Bees need a place where they can not only rest, but also store their honey. To do this, bees build honeycombs. Bees need honey to sustain the lives of their young ones and to hold the honeycomb together, so a secure storage space is essential. It takes thousands of trips for a bee to collect even a very small amount of honey, so it makes sense that they make such an impressive structure to ensure that there will be no loss of collected honey after so much flying about.

### A Hexagon Makes Sense

Perhaps you can visualize bees sitting around in a circle, trying to figure out the best way to ensure the safety of their hive and their valuable asset – honey. Who knows, maybe they actually did that millions of years ago (but probably not).

Bees require a space to store nectar (that they have collected from flowers) and protect it until it turns into honey. To do this, they build small storage spaces or cells (like a jar) which are just big enough to accommodate a bee inside and can also be used as a storage space. These cells are made of wax, but bees want to use as little wax as possible, as producing wax requires a lot of hard work, but they also want to maximize nectar-storing space. Essentially, bees are looking for a design that has maximum storage space for honey with minimum input in terms of their valuable wax.

The shape that bees around the world choose is **a hexagon.**

### Why Only a Hexagon?

First of all, hexagons are pretty easy to stack side-by-side without disturbing the geometry of the entire structure. This means that many bees can simultaneously work on the honeycomb and the process can be done efficiently. Also, the hexagons fit very tightly and neatly next to each other, allowing absolutely no leak in the entire structure by minimizing space waste.

But why don’t bees choose some other shape, like a circle or a square?

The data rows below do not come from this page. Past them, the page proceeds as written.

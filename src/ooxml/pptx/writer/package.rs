//! Assembles a `MutablePresentation` into an OPC package.
//!
//! Relationships are created before the XML that references them, so every
//! rId written into presentation.xml and the slides is the real one.

use crate::ooxml::error::Result;
use crate::ooxml::opc::constants::{content_type as ct, relationship_type as rt};
use crate::ooxml::opc::error::OpcError;
use crate::ooxml::opc::part::{BlobPart, Part, XmlPart};
use crate::ooxml::opc::{OpcPackage, PackURI, PackageWriter};
use crate::ooxml::pptx::template;
use crate::ooxml::pptx::writer::pres::MutablePresentation;
use crate::ooxml::pptx::writer::relmap::RelationshipMapper;
use tracing::debug;

/// Application name written to the document properties.
const APPLICATION: &str = "chartdeck";

/// Title used when the presentation has none.
const DEFAULT_TITLE: &str = "PowerPoint Presentation";

fn uri(name: &str) -> Result<PackURI> {
    Ok(PackURI::new(name).map_err(OpcError::InvalidPackUri)?)
}

pub(crate) fn to_bytes(pres: &MutablePresentation) -> Result<Vec<u8>> {
    let package = build_package(pres)?;
    Ok(PackageWriter::to_bytes(&package)?)
}

pub(crate) fn build_package(pres: &MutablePresentation) -> Result<OpcPackage> {
    let mut package = OpcPackage::new();

    let pres_uri = uri("/ppt/presentation.xml")?;
    let master_uri = uri("/ppt/slideMasters/slideMaster1.xml")?;
    let layout_uri = uri("/ppt/slideLayouts/slideLayout1.xml")?;
    let theme_uri = uri("/ppt/theme/theme1.xml")?;

    // Create the presentation part first to manage relationships
    let mut pres_part = XmlPart::new(pres_uri.clone(), ct::PML_PRESENTATION_MAIN, String::new());
    let master_rid = pres_part.relate_to(&master_uri, rt::SLIDE_MASTER);

    // The master template references its layout as rId1
    let mut master_part = XmlPart::new(
        master_uri.clone(),
        ct::PML_SLIDE_MASTER,
        template::default_slide_master_xml(),
    );
    master_part.relate_to(&layout_uri, rt::SLIDE_LAYOUT);
    master_part.relate_to(&theme_uri, rt::THEME);
    package.add_part(Box::new(master_part))?;

    let mut layout_part = XmlPart::new(
        layout_uri.clone(),
        ct::PML_SLIDE_LAYOUT,
        template::blank_slide_layout_xml(),
    );
    layout_part.relate_to(&master_uri, rt::SLIDE_MASTER);
    package.add_part(Box::new(layout_part))?;

    package.add_part(Box::new(XmlPart::new(
        theme_uri.clone(),
        ct::OFC_THEME,
        template::default_theme_xml(),
    )))?;

    // Embed images, one part per picture
    let mut rel_mapper = RelationshipMapper::new();
    let mut slide_parts: Vec<XmlPart> = Vec::with_capacity(pres.slide_count());
    for index in 0..pres.slide_count() {
        let slide_uri = uri(&format!("/ppt/slides/slide{}.xml", index + 1))?;
        let mut slide_part = XmlPart::new(slide_uri, ct::PML_SLIDE, String::new());
        slide_part.relate_to(&layout_uri, rt::SLIDE_LAYOUT);
        slide_parts.push(slide_part);
    }

    let mut images_in_slide = vec![0usize; pres.slide_count()];
    for (slide_index, data, format) in pres.collect_all_images() {
        let image_uri =
            package.next_partname(&format!("/ppt/media/image%d.{}", format.extension()))?;
        let rid = slide_parts[slide_index].relate_to(&image_uri, rt::IMAGE);
        rel_mapper.add_image(slide_index, images_in_slide[slide_index], rid);
        images_in_slide[slide_index] += 1;

        debug!(partname = %image_uri, bytes = data.len(), "embedding image");
        package.add_part(Box::new(BlobPart::new(
            image_uri,
            format.mime_type(),
            data.to_vec(),
        )))?;
    }

    let mut slide_rel_ids = Vec::with_capacity(slide_parts.len());
    for (index, mut slide_part) in slide_parts.into_iter().enumerate() {
        let slide_xml = pres.slides[index].to_xml_with_rels(index, &rel_mapper)?;
        slide_part.set_xml(slide_xml);
        slide_rel_ids.push(pres_part.relate_to(slide_part.partname(), rt::SLIDE));
        debug!(
            slide = index + 1,
            shapes = pres.slides[index].shape_count(),
            "slide written"
        );
        package.add_part(Box::new(slide_part))?;
    }

    // Presentation-level property parts
    let property_parts = [
        (
            "/ppt/presProps.xml",
            ct::PML_PRES_PROPS,
            rt::PRES_PROPS,
            template::default_pres_props_xml(),
        ),
        (
            "/ppt/viewProps.xml",
            ct::PML_VIEW_PROPS,
            rt::VIEW_PROPS,
            template::default_view_props_xml(),
        ),
        (
            "/ppt/tableStyles.xml",
            ct::PML_TABLE_STYLES,
            rt::TABLE_STYLES,
            template::default_table_styles_xml(),
        ),
    ];
    for (name, content_type, reltype, xml) in property_parts {
        let part_uri = uri(name)?;
        pres_part.relate_to(&part_uri, reltype);
        package.add_part(Box::new(XmlPart::new(part_uri, content_type, xml)))?;
    }
    pres_part.relate_to(&theme_uri, rt::THEME);

    let pres_xml = pres.generate_presentation_xml_with_rels(&master_rid, &slide_rel_ids)?;
    pres_part.set_xml(pres_xml);
    package.add_part(Box::new(pres_part))?;
    package.relate_to(&pres_uri, rt::OFFICE_DOCUMENT);

    // Document properties
    let core_uri = uri("/docProps/core.xml")?;
    let core_xml = template::core_props_xml(
        pres.title().unwrap_or(DEFAULT_TITLE),
        APPLICATION,
        pres.created(),
    );
    package.add_part(Box::new(XmlPart::new(core_uri.clone(), ct::OPC_CORE_PROPERTIES, core_xml)))?;
    package.relate_to(&core_uri, rt::CORE_PROPERTIES);

    let app_uri = uri("/docProps/app.xml")?;
    let slide_size = (pres.slide_width(), pres.slide_height());
    let app_xml = template::app_props_xml(APPLICATION, pres.slide_count(), slide_size);
    let app_part = XmlPart::new(app_uri.clone(), ct::OFC_EXTENDED_PROPERTIES, app_xml);
    package.add_part(Box::new(app_part))?;
    package.relate_to(&app_uri, rt::EXTENDED_PROPERTIES);

    Ok(package)
}

#[cfg(test)]
mod tests {
    use super::*;
    use crate::common::RGBColor;
    use crate::ooxml::pptx::{LineStyle, ShapeFill};
    use quick_xml::Reader;
    use quick_xml::events::Event;
    use std::io::{Cursor, Read};
    use zip::ZipArchive;

    fn png_bytes(width: u32, height: u32) -> Vec<u8> {
        let mut png = Vec::new();
        image::RgbImage::new(width, height)
            .write_to(&mut Cursor::new(&mut png), image::ImageFormat::Png)
            .unwrap();
        png
    }

    fn read_member(archive: &mut ZipArchive<Cursor<Vec<u8>>>, name: &str) -> String {
        let mut content = String::new();
        archive
            .by_name(name)
            .unwrap()
            .read_to_string(&mut content)
            .unwrap();
        content
    }

    fn assert_well_formed(xml: &str) {
        let mut reader = Reader::from_str(xml);
        loop {
            match reader.read_event() {
                Ok(Event::Eof) => break,
                Ok(_) => {},
                Err(e) => panic!("malformed XML: {e}\n{xml}"),
            }
        }
    }

    fn sample_presentation() -> MutablePresentation {
        let mut pres = MutablePresentation::with_size(9_144_000, 5_143_500);
        pres.set_title("Quarterly");

        let title = pres.add_slide();
        let black = ShapeFill::solid(RGBColor::BLACK);
        title.add_rectangle(0, 0, 9_144_000, 5_143_500, black, LineStyle::None);
        title.add_text_box("Quarterly <2024>", 457_200, 914_400, 8_229_600, 1_371_600);

        let charts = pres.add_slide();
        charts
            .add_picture_from_bytes(png_bytes(4, 3), 0, 0, 400, 300, Some("a.png".into()))
            .unwrap();
        charts
            .add_picture_from_bytes(png_bytes(2, 2), 0, 0, 200, 200, Some("b.png".into()))
            .unwrap();
        pres
    }

    #[test]
    fn test_package_members() {
        let bytes = sample_presentation().to_bytes().unwrap();
        let mut archive = ZipArchive::new(Cursor::new(bytes)).unwrap();

        for name in [
            "[Content_Types].xml",
            "_rels/.rels",
            "docProps/app.xml",
            "docProps/core.xml",
            "ppt/presentation.xml",
            "ppt/_rels/presentation.xml.rels",
            "ppt/slideMasters/slideMaster1.xml",
            "ppt/slideMasters/_rels/slideMaster1.xml.rels",
            "ppt/slideLayouts/slideLayout1.xml",
            "ppt/slideLayouts/_rels/slideLayout1.xml.rels",
            "ppt/theme/theme1.xml",
            "ppt/presProps.xml",
            "ppt/viewProps.xml",
            "ppt/tableStyles.xml",
            "ppt/slides/slide1.xml",
            "ppt/slides/slide2.xml",
            "ppt/slides/_rels/slide2.xml.rels",
            "ppt/media/image1.png",
            "ppt/media/image2.png",
        ] {
            assert!(archive.by_name(name).is_ok(), "missing {name}");
        }
    }

    #[test]
    fn test_every_xml_part_is_well_formed() {
        let bytes = sample_presentation().to_bytes().unwrap();
        let mut archive = ZipArchive::new(Cursor::new(bytes)).unwrap();
        let names: Vec<String> = archive.file_names().map(str::to_string).collect();

        for name in names.iter().filter(|n| n.ends_with(".xml") || n.ends_with(".rels")) {
            assert_well_formed(&read_member(&mut archive, name));
        }
    }

    #[test]
    fn test_relationship_ids_match_xml() {
        let bytes = sample_presentation().to_bytes().unwrap();
        let mut archive = ZipArchive::new(Cursor::new(bytes)).unwrap();

        let pres_rels = read_member(&mut archive, "ppt/_rels/presentation.xml.rels");
        assert!(pres_rels.contains(r#"Id="rId1" Type="http://schemas.openxmlformats.org/officeDocument/2006/relationships/slideMaster""#));
        assert!(pres_rels.contains(r#"Id="rId2" Type="http://schemas.openxmlformats.org/officeDocument/2006/relationships/slide" Target="slides/slide1.xml""#));

        let pres_xml = read_member(&mut archive, "ppt/presentation.xml");
        assert!(pres_xml.contains(r#"<p:sldId id="256" r:id="rId2"/>"#));
        assert!(pres_xml.contains(r#"<p:sldId id="257" r:id="rId3"/>"#));

        let master_rels = read_member(&mut archive, "ppt/slideMasters/_rels/slideMaster1.xml.rels");
        assert!(master_rels.contains(r#"Id="rId1" Type="http://schemas.openxmlformats.org/officeDocument/2006/relationships/slideLayout" Target="../slideLayouts/slideLayout1.xml""#));

        let slide_rels = read_member(&mut archive, "ppt/slides/_rels/slide2.xml.rels");
        assert!(slide_rels.contains(r#"Id="rId1" Type="http://schemas.openxmlformats.org/officeDocument/2006/relationships/slideLayout""#));
        assert!(slide_rels.contains(r#"Id="rId2" Type="http://schemas.openxmlformats.org/officeDocument/2006/relationships/image" Target="../media/image1.png""#));
        assert!(slide_rels.contains(r#"Id="rId3" Type="http://schemas.openxmlformats.org/officeDocument/2006/relationships/image" Target="../media/image2.png""#));

        let slide_xml = read_member(&mut archive, "ppt/slides/slide2.xml");
        let first = slide_xml.find(r#"r:embed="rId2""#).unwrap();
        let second = slide_xml.find(r#"r:embed="rId3""#).unwrap();
        assert!(first < second);
    }

    #[test]
    fn test_doc_props() {
        let bytes = sample_presentation().to_bytes().unwrap();
        let mut archive = ZipArchive::new(Cursor::new(bytes)).unwrap();

        let core = read_member(&mut archive, "docProps/core.xml");
        assert!(core.contains("<dc:title>Quarterly</dc:title>"));
        assert!(read_member(&mut archive, "docProps/app.xml").contains("<Slides>2</Slides>"));

        let content_types = read_member(&mut archive, "[Content_Types].xml");
        assert!(content_types.contains(r#"<Default Extension="png" ContentType="image/png"/>"#));
        assert!(content_types.contains(r#"<Override PartName="/ppt/slides/slide2.xml""#));
    }

    #[test]
    fn test_empty_presentation_is_valid() {
        let bytes = MutablePresentation::new().to_bytes().unwrap();
        let mut archive = ZipArchive::new(Cursor::new(bytes)).unwrap();
        let pres_xml = read_member(&mut archive, "ppt/presentation.xml");
        assert!(!pres_xml.contains("sldIdLst"));
        assert_well_formed(&pres_xml);

        let app_xml = read_member(&mut archive, "docProps/app.xml");
        assert!(app_xml.contains("<PresentationFormat>On-screen Show (4:3)</PresentationFormat>"));
    }

    #[test]
    fn test_control_characters_in_text_stay_well_formed() {
        let mut pres = MutablePresentation::new();
        pres.set_title("Ops\u{1}");
        pres.add_slide().add_text_box("Sales\u{1}\u{8} Q1", 0, 0, 100, 100);

        let bytes = pres.to_bytes().unwrap();
        let mut archive = ZipArchive::new(Cursor::new(bytes)).unwrap();
        let slide = read_member(&mut archive, "ppt/slides/slide1.xml");
        assert_well_formed(&slide);
        assert!(slide.contains("<a:t>Sales Q1</a:t>"));
        assert_well_formed(&read_member(&mut archive, "docProps/core.xml"));
    }
}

If a honeycomb is made by combining many circles, then there will be a small space left between every adjacent circles This is because the area of contact between adjacent circles is very small, but why not a square or a triangle?

Well, a hexagon is the closest shape to a circle, as far as appearance is concerned and the shape necessary for a bee to enter. However, bees actually have a more mathematical reason for their design. Since bees need the maximum space using the least amount of wax, hexagons fit perfectly. They take up the least wax in terms of surface area of all the walls, while still offering the most space to store honey. No shape is better for these efficiency calculations, and bees naturally did this over the evolutionary course of millions of years and thousands of generations.

Who would have imagined that bees are so much more than buzzing insects with a nose for flowers, they’re also mathematical geniuses!